Repeat each record below exactly as it is written.
━━━
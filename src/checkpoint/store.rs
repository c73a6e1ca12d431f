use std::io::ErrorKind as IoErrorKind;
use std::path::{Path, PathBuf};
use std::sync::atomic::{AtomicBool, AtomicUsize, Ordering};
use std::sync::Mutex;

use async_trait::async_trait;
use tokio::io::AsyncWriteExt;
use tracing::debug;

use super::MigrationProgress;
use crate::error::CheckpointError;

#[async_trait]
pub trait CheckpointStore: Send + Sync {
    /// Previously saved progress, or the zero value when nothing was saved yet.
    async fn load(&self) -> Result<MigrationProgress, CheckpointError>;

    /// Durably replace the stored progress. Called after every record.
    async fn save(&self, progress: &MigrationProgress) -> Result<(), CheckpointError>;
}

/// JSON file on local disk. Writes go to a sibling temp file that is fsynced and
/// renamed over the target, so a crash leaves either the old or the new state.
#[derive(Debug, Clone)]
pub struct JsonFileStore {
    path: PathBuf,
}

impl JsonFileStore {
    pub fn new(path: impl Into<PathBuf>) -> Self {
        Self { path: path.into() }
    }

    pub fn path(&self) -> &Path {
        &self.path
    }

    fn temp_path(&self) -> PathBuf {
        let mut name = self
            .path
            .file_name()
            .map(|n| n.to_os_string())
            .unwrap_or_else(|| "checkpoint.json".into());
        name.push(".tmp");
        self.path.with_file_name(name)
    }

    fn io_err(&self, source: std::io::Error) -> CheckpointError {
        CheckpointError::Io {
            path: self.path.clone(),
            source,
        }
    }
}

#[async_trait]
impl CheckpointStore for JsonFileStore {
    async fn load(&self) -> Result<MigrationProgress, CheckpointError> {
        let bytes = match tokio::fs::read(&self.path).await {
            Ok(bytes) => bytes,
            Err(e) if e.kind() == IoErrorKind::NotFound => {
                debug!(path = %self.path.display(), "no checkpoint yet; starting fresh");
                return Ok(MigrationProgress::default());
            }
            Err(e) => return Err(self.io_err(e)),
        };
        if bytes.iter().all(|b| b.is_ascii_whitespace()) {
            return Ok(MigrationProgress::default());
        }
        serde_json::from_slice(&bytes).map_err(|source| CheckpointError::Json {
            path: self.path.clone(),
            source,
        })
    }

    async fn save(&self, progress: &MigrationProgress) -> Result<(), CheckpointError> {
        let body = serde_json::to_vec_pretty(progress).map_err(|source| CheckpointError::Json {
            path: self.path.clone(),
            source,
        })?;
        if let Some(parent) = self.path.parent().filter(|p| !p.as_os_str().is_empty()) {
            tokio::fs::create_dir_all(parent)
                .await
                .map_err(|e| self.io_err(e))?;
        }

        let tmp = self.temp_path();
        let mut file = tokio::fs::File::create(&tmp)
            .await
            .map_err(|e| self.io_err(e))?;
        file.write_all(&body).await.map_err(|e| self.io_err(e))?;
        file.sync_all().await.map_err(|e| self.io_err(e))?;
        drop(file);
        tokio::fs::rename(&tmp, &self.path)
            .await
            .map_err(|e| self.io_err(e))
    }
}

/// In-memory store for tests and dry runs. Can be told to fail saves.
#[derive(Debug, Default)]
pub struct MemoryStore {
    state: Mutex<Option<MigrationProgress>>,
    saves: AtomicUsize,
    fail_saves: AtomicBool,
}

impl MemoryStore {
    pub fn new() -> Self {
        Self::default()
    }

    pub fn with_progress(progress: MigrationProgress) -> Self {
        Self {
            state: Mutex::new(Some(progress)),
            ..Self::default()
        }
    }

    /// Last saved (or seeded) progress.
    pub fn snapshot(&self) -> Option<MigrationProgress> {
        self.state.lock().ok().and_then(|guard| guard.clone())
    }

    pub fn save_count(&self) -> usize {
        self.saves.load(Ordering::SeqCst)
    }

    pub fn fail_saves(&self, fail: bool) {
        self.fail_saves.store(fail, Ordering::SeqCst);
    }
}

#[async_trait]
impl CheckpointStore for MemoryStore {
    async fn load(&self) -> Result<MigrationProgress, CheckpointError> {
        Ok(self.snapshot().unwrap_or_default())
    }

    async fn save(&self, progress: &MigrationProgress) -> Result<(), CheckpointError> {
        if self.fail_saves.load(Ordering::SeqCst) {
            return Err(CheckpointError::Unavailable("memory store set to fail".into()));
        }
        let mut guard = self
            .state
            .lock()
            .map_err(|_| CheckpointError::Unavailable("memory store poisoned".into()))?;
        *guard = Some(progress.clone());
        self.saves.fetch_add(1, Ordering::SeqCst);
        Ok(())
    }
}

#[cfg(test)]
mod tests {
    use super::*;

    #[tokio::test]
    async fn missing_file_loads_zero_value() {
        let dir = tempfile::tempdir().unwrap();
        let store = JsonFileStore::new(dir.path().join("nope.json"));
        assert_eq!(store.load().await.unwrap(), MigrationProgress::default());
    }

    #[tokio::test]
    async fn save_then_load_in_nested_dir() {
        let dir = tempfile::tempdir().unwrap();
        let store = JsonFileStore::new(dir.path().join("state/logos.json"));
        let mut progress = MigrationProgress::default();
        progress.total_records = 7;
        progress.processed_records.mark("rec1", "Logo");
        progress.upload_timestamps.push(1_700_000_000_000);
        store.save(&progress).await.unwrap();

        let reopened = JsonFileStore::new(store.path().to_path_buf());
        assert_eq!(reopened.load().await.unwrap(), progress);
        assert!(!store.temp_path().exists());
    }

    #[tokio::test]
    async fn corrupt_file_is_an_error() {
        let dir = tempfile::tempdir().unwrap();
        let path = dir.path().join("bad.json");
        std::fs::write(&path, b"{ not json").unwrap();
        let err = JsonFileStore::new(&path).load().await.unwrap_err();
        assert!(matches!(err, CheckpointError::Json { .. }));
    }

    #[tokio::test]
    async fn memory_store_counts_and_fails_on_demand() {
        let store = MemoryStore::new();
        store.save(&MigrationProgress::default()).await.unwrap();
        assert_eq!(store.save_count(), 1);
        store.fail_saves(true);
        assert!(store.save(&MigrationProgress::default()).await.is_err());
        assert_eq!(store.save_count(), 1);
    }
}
━━━
## EXERCISE RESPONSE
filename src/checkpoint/store.rs
repository c73a6e1ca12d431f
use std::io::ErrorKind as IoErrorKind;
use std::path::{Path, PathBuf};
use std::sync::atomic::{AtomicBool, AtomicUsize, Ordering};
use std::sync::Mutex;

use async_trait::async_trait;
use tokio::io::AsyncWriteExt;
use tracing::debug;

use super::MigrationProgress;
use crate::error::CheckpointError;

#[async_trait]
pub trait CheckpointStore: Send + Sync {
    /// Previously saved progress, or the zero value when nothing was saved yet.
    async fn load(&self) -> Result<MigrationProgress, CheckpointError>;

    /// Durably replace the stored progress. Called after every record.
    async fn save(&self, progress: &MigrationProgress) -> Result<(), CheckpointError>;
}

/// JSON file on local disk. Writes go to a sibling temp file that is fsynced and
/// renamed over the target, so a crash leaves either the old or the new state.
#[derive(Debug, Clone)]
pub struct JsonFileStore {
    path: PathBuf,
}

impl JsonFileStore {
    pub fn new(path: impl Into<PathBuf>) -> Self {
        Self { path: path.into() }
    }

    pub fn path(&self) -> &Path {
        &self.path
    }

    fn temp_path(&self) -> PathBuf {
        let mut name = self
            .path
            .file_name()
            .map(|n| n.to_os_string())
            .unwrap_or_else(|| "checkpoint.json".into());
        name.push(".tmp");
        self.path.with_file_name(name)
    }

    fn io_err(&self, source: std::io::Error) -> CheckpointError {
        CheckpointError::Io {
            path: self.path.clone(),
            source,
        }
    }
}

#[async_trait]
impl CheckpointStore for JsonFileStore {
    async fn load(&self) -> Result<MigrationProgress, CheckpointError> {
        let bytes = match tokio::fs::read(&self.path).await {
            Ok(bytes) => bytes,
            Err(e) if e.kind() == IoErrorKind::NotFound => {
                debug!(path = %self.path.display(), "no checkpoint yet; starting fresh");
                return Ok(MigrationProgress::default());
            }
            Err(e) => return Err(self.io_err(e)),
        };
        if bytes.iter().all(|b| b.is_ascii_whitespace()) {
            return Ok(MigrationProgress::default());
        }
        serde_json::from_slice(&bytes).map_err(|source| CheckpointError::Json {
            path: self.path.clone(),
            source,
        })
    }

    async fn save(&self, progress: &MigrationProgress) -> Result<(), CheckpointError> {
        let body = serde_json::to_vec_pretty(progress).map_err(|source| CheckpointError::Json {
            path: self.path.clone(),
            source,
        })?;
        if let Some(parent) = self.path.parent().filter(|p| !p.as_os_str().is_empty()) {
            tokio::fs::create_dir_all(parent)
                .await
                .map_err(|e| self.io_err(e))?;
        }

        let tmp = self.temp_path();
        let mut file = tokio::fs::File::create(&tmp)
            .await
            .map_err(|e| self.io_err(e))?;
        file.write_all(&body).await.map_err(|e| self.io_err(e))?;
        file.sync_all().await.map_err(|e| self.io_err(e))?;
        drop(file);
        tokio::fs::rename(&tmp, &self.path)
            .await
            .map_err(|e| self.io_err(e))
    }
}

/// In-memory store for tests and dry runs. Can be told to fail saves.
#[derive(Debug, Default)]
pub struct MemoryStore {
    state: Mutex<Option<MigrationProgress>>,
    saves: AtomicUsize,
    fail_saves: AtomicBool,
}

impl MemoryStore {
    pub fn new() -> Self {
        Self::default()
    }

    pub fn with_progress(progress: MigrationProgress) -> Self {
        Self {
            state: Mutex::new(Some(progress)),
            ..Self::default()
        }
    }

    /// Last saved (or seeded) progress.
    pub fn snapshot(&self) -> Option<MigrationProgress> {
        self.state.lock().ok().and_then(|guard| guard.clone())
    }

    pub fn save_count(&self) -> usize {
        self.saves.load(Ordering::SeqCst)
    }

    pub fn fail_saves(&self, fail: bool) {
        self.fail_saves.store(fail, Ordering::SeqCst);
    }
}

#[async_trait]
impl CheckpointStore for MemoryStore {
    async fn load(&self) -> Result<MigrationProgress, CheckpointError> {
        Ok(self.snapshot().unwrap_or_default())
    }

    async fn save(&self, progress: &MigrationProgress) -> Result<(), CheckpointError> {
        if self.fail_saves.load(Ordering::SeqCst) {
            return Err(CheckpointError::Unavailable("memory store set to fail".into()));
        }
        let mut guard = self
            .state
            .lock()
            .map_err(|_| CheckpointError::Unavailable("memory store poisoned".into()))?;
        *guard = Some(progress.clone());
        self.saves.fetch_add(1, Ordering::SeqCst);
        Ok(())
    }
}

#[cfg(test)]
mod tests {
    use super::*;

    #[tokio::test]
    async fn missing_file_loads_zero_value() {
        let dir = tempfile::tempdir().unwrap();
        let store = JsonFileStore::new(dir.path().join("nope.json"));
        assert_eq!(store.load().await.unwrap(), MigrationProgress::default());
    }

    #[tokio::test]
    async fn save_then_load_in_nested_dir() {
        let dir = tempfile::tempdir().unwrap();
        let store = JsonFileStore::new(dir.path().join("state/logos.json"));
        let mut progress = MigrationProgress::default();
        progress.total_records = 7;
        progress.processed_records.mark("rec1", "Logo");
        progress.upload_timestamps.push(1_700_000_000_000);
        store.save(&progress).await.unwrap();

        let reopened = JsonFileStore::new(store.path().to_path_buf());
        assert_eq!(reopened.load().await.unwrap(), progress);
        assert!(!store.temp_path().exists());
    }

    #[tokio::test]
    async fn corrupt_file_is_an_error() {
        let dir = tempfile::tempdir().unwrap();
        let path = dir.path().join("bad.json");
        std::fs::write(&path, b"{ not json").unwrap();
        let err = JsonFileStore::new(&path).load().await.unwrap_err();
        assert!(matches!(err, CheckpointError::Json { .. }));
    }

    #[tokio::test]
    async fn memory_store_counts_and_fails_on_demand() {
        let store = MemoryStore::new();
        store.save(&MigrationProgress::default()).await.unwrap();
        assert_eq!(store.save_count(), 1);
        store.fail_saves(true);
        assert!(store.save(&MigrationProgress::default()).await.is_err());
        assert_eq!(store.save_count(), 1);
    }
}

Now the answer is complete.